**TASK STATEMENT:**
Each record needs to be transcribed exactly.

******

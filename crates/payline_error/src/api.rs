//! Upstream API error types.

use crate::RetryClass;
use serde::{Deserialize, Serialize};
use std::time::Duration;

/// Structured error body returned by the payments API.
///
/// ```json
/// {
///   "error_code": "API_VALIDATION_ERROR",
///   "message": "amount must be a positive number",
///   "errors": [{"path": "amount", "message": "must be positive"}]
/// }
/// ```
#[derive(Debug, Clone, PartialEq, Default, Serialize, Deserialize)]
pub struct ApiErrorBody {
    /// Upstream error code, e.g. `DUPLICATE_ERROR`
    #[serde(default)]
    pub error_code: String,
    /// Upstream message
    #[serde(default)]
    pub message: String,
    /// Field-level sub-errors, passed through as returned
    #[serde(default, skip_serializing_if = "Vec::is_empty")]
    pub errors: Vec<serde_json::Value>,
}

impl ApiErrorBody {
    /// Parse an error body, falling back to the raw text as the message.
    ///
    /// # Examples
    ///
    /// ```
    /// use payline_error::ApiErrorBody;
    ///
    /// let body = ApiErrorBody::parse(br#"{"error_code":"NOT_FOUND","message":"gone"}"#);
    /// assert_eq!(body.error_code, "NOT_FOUND");
    ///
    /// let body = ApiErrorBody::parse(b"Bad Gateway");
    /// assert_eq!(body.message, "Bad Gateway");
    /// assert!(body.error_code.is_empty());
    /// ```
    pub fn parse(raw: &[u8]) -> Self {
        serde_json::from_slice(raw).unwrap_or_else(|_| Self {
            message: String::from_utf8_lossy(raw).trim().to_string(),
            ..Self::default()
        })
    }
}

/// Failure conditions reported by the request pipeline.
#[derive(Debug, Clone, PartialEq, derive_more::Display)]
pub enum ApiErrorKind {
    /// No response was received
    #[display("Network failure: {}", _0)]
    Network(String),
    /// HTTP 429 after the pipeline waited out the backoff
    #[display("Rate limited by upstream (waited {:?}): {}", backoff, body.message)]
    RateLimited {
        /// Delay the pipeline waited before surfacing the error
        backoff: Duration,
        /// Parsed error body
        body: ApiErrorBody,
    },
    /// Any other non-2xx response
    #[display("HTTP {} {}: {}", status, body.error_code, body.message)]
    Status {
        /// HTTP status code
        status: u16,
        /// Parsed error body
        body: ApiErrorBody,
    },
}

/// Error surfaced by the request pipeline, labelled with its [`RetryClass`].
///
/// # Examples
///
/// ```
/// use payline_error::{ApiError, ApiErrorBody, ApiErrorKind, RetryClass};
///
/// let err = ApiError::new(
///     ApiErrorKind::Status { status: 404, body: ApiErrorBody::default() },
///     RetryClass::Terminal,
/// );
/// assert_eq!(err.status(), Some(404));
/// assert_eq!(err.retry_class(), RetryClass::Terminal);
/// ```
#[derive(Debug, Clone, derive_more::Display, derive_more::Error)]
#[display("API Error ({}): {} at line {} in {}", retry_class, kind, line, file)]
pub struct ApiError {
    kind: ApiErrorKind,
    retry_class: RetryClass,
    line: u32,
    file: &'static str,
}

impl ApiError {
    /// Create a new API error with automatic location tracking.
    #[track_caller]
    pub fn new(kind: ApiErrorKind, retry_class: RetryClass) -> Self {
        let location = std::panic::Location::caller();
        Self {
            kind,
            retry_class,
            line: location.line(),
            file: location.file(),
        }
    }

    /// Get the error kind.
    pub fn kind(&self) -> &ApiErrorKind {
        &self.kind
    }

    /// Retryable/terminal marker assigned by the classifier.
    pub fn retry_class(&self) -> RetryClass {
        self.retry_class
    }

    /// HTTP status, if a response was received.
    pub fn status(&self) -> Option<u16> {
        match &self.kind {
            ApiErrorKind::Network(_) => None,
            ApiErrorKind::RateLimited { .. } => Some(429),
            ApiErrorKind::Status { status, .. } => Some(*status),
        }
    }

    /// Parsed upstream error body, if a response was received.
    pub fn body(&self) -> Option<&ApiErrorBody> {
        match &self.kind {
            ApiErrorKind::Network(_) => None,
            ApiErrorKind::RateLimited { body, .. } | ApiErrorKind::Status { body, .. } => {
                Some(body)
            }
        }
    }

    /// Upstream error code, if any.
    pub fn error_code(&self) -> Option<&str> {
        self.body()
            .map(|b| b.error_code.as_str())
            .filter(|code| !code.is_empty())
    }
}

impl crate::RetryableError for ApiError {
    fn is_retryable(&self) -> bool {
        self.retry_class.is_retryable()
    }

    fn retry_after(&self) -> Option<Duration> {
        match &self.kind {
            ApiErrorKind::RateLimited { backoff, .. } => Some(*backoff),
            _ => None,
        }
    }
}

******

**TASK SOLUTION:**
filename crates/payline_error/src/api.rs
//! Upstream API error types.

use crate::RetryClass;
use serde::{Deserialize, Serialize};
use std::time::Duration;

/// Structured error body returned by the payments API.
///
/// ```json
/// {
///   "error_code": "API_VALIDATION_ERROR",
///   "message": "amount must be a positive number",
///   "errors": [{"path": "amount", "message": "must be positive"}]
/// }
/// ```
#[derive(Debug, Clone, PartialEq, Default, Serialize, Deserialize)]
pub struct ApiErrorBody {
    /// Upstream error code, e.g. `DUPLICATE_ERROR`
    #[serde(default)]
    pub error_code: String,
    /// Upstream message
    #[serde(default)]
    pub message: String,
    /// Field-level sub-errors, passed through as returned
    #[serde(default, skip_serializing_if = "Vec::is_empty")]
    pub errors: Vec<serde_json::Value>,
}

impl ApiErrorBody {
    /// Parse an error body, falling back to the raw text as the message.
    ///
    /// # Examples
    ///
    /// ```
    /// use payline_error::ApiErrorBody;
    ///
    /// let body = ApiErrorBody::parse(br#"{"error_code":"NOT_FOUND","message":"gone"}"#);
    /// assert_eq!(body.error_code, "NOT_FOUND");
    ///
    /// let body = ApiErrorBody::parse(b"Bad Gateway");
    /// assert_eq!(body.message, "Bad Gateway");
    /// assert!(body.error_code.is_empty());
    /// ```
    pub fn parse(raw: &[u8]) -> Self {
        serde_json::from_slice(raw).unwrap_or_else(|_| Self {
            message: String::from_utf8_lossy(raw).trim().to_string(),
            ..Self::default()
        })
    }
}

/// Failure conditions reported by the request pipeline.
#[derive(Debug, Clone, PartialEq, derive_more::Display)]
pub enum ApiErrorKind {
    /// No response was received
    #[display("Network failure: {}", _0)]
    Network(String),
    /// HTTP 429 after the pipeline waited out the backoff
    #[display("Rate limited by upstream (waited {:?}): {}", backoff, body.message)]
    RateLimited {
        /// Delay the pipeline waited before surfacing the error
        backoff: Duration,
        /// Parsed error body
        body: ApiErrorBody,
    },
    /// Any other non-2xx response
    #[display("HTTP {} {}: {}", status, body.error_code, body.message)]
    Status {
        /// HTTP status code
        status: u16,
        /// Parsed error body
        body: ApiErrorBody,
    },
}

/// Error surfaced by the request pipeline, labelled with its [`RetryClass`].
///
/// # Examples
///
/// ```
/// use payline_error::{ApiError, ApiErrorBody, ApiErrorKind, RetryClass};
///
/// let err = ApiError::new(
///     ApiErrorKind::Status { status: 404, body: ApiErrorBody::default() },
///     RetryClass::Terminal,
/// );
/// assert_eq!(err.status(), Some(404));
/// assert_eq!(err.retry_class(), RetryClass::Terminal);
/// ```
#[derive(Debug, Clone, derive_more::Display, derive_more::Error)]
#[display("API Error ({}): {} at line {} in {}", retry_class, kind, line, file)]
pub struct ApiError {
    kind: ApiErrorKind,
    retry_class: RetryClass,
    line: u32,
    file: &'static str,
}

impl ApiError {
    /// Create a new API error with automatic location tracking.
    #[track_caller]
    pub fn new(kind: ApiErrorKind, retry_class: RetryClass) -> Self {
        let location = std::panic::Location::caller();
        Self {
            kind,
            retry_class,
            line: location.line(),
            file: location.file(),
        }
    }

    /// Get the error kind.
    pub fn kind(&self) -> &ApiErrorKind {
        &self.kind
    }

    /// Retryable/terminal marker assigned by the classifier.
    pub fn retry_class(&self) -> RetryClass {
        self.retry_class
    }

    /// HTTP status, if a response was received.
    pub fn status(&self) -> Option<u16> {
        match &self.kind {
            ApiErrorKind::Network(_) => None,
            ApiErrorKind::RateLimited { .. } => Some(429),
            ApiErrorKind::Status { status, .. } => Some(*status),
        }
    }

    /// Parsed upstream error body, if a response was received.
    pub fn body(&self) -> Option<&ApiErrorBody> {
        match &self.kind {
            ApiErrorKind::Network(_) => None,
            ApiErrorKind::RateLimited { body, .. } | ApiErrorKind::Status { body, .. } => {
                Some(body)
            }
        }
    }

    /// Upstream error code, if any.
    pub fn error_code(&self) -> Option<&str> {
        self.body()
            .map(|b| b.error_code.as_str())
            .filter(|code| !code.is_empty())
    }
}

impl crate::RetryableError for ApiError {
    fn is_retryable(&self) -> bool {
        self.retry_class.is_retryable()
    }

    fn retry_after(&self) -> Option<Duration> {
        match &self.kind {
            ApiErrorKind::RateLimited { backoff, .. } => Some(*backoff),
            _ => None,
        }
    }
}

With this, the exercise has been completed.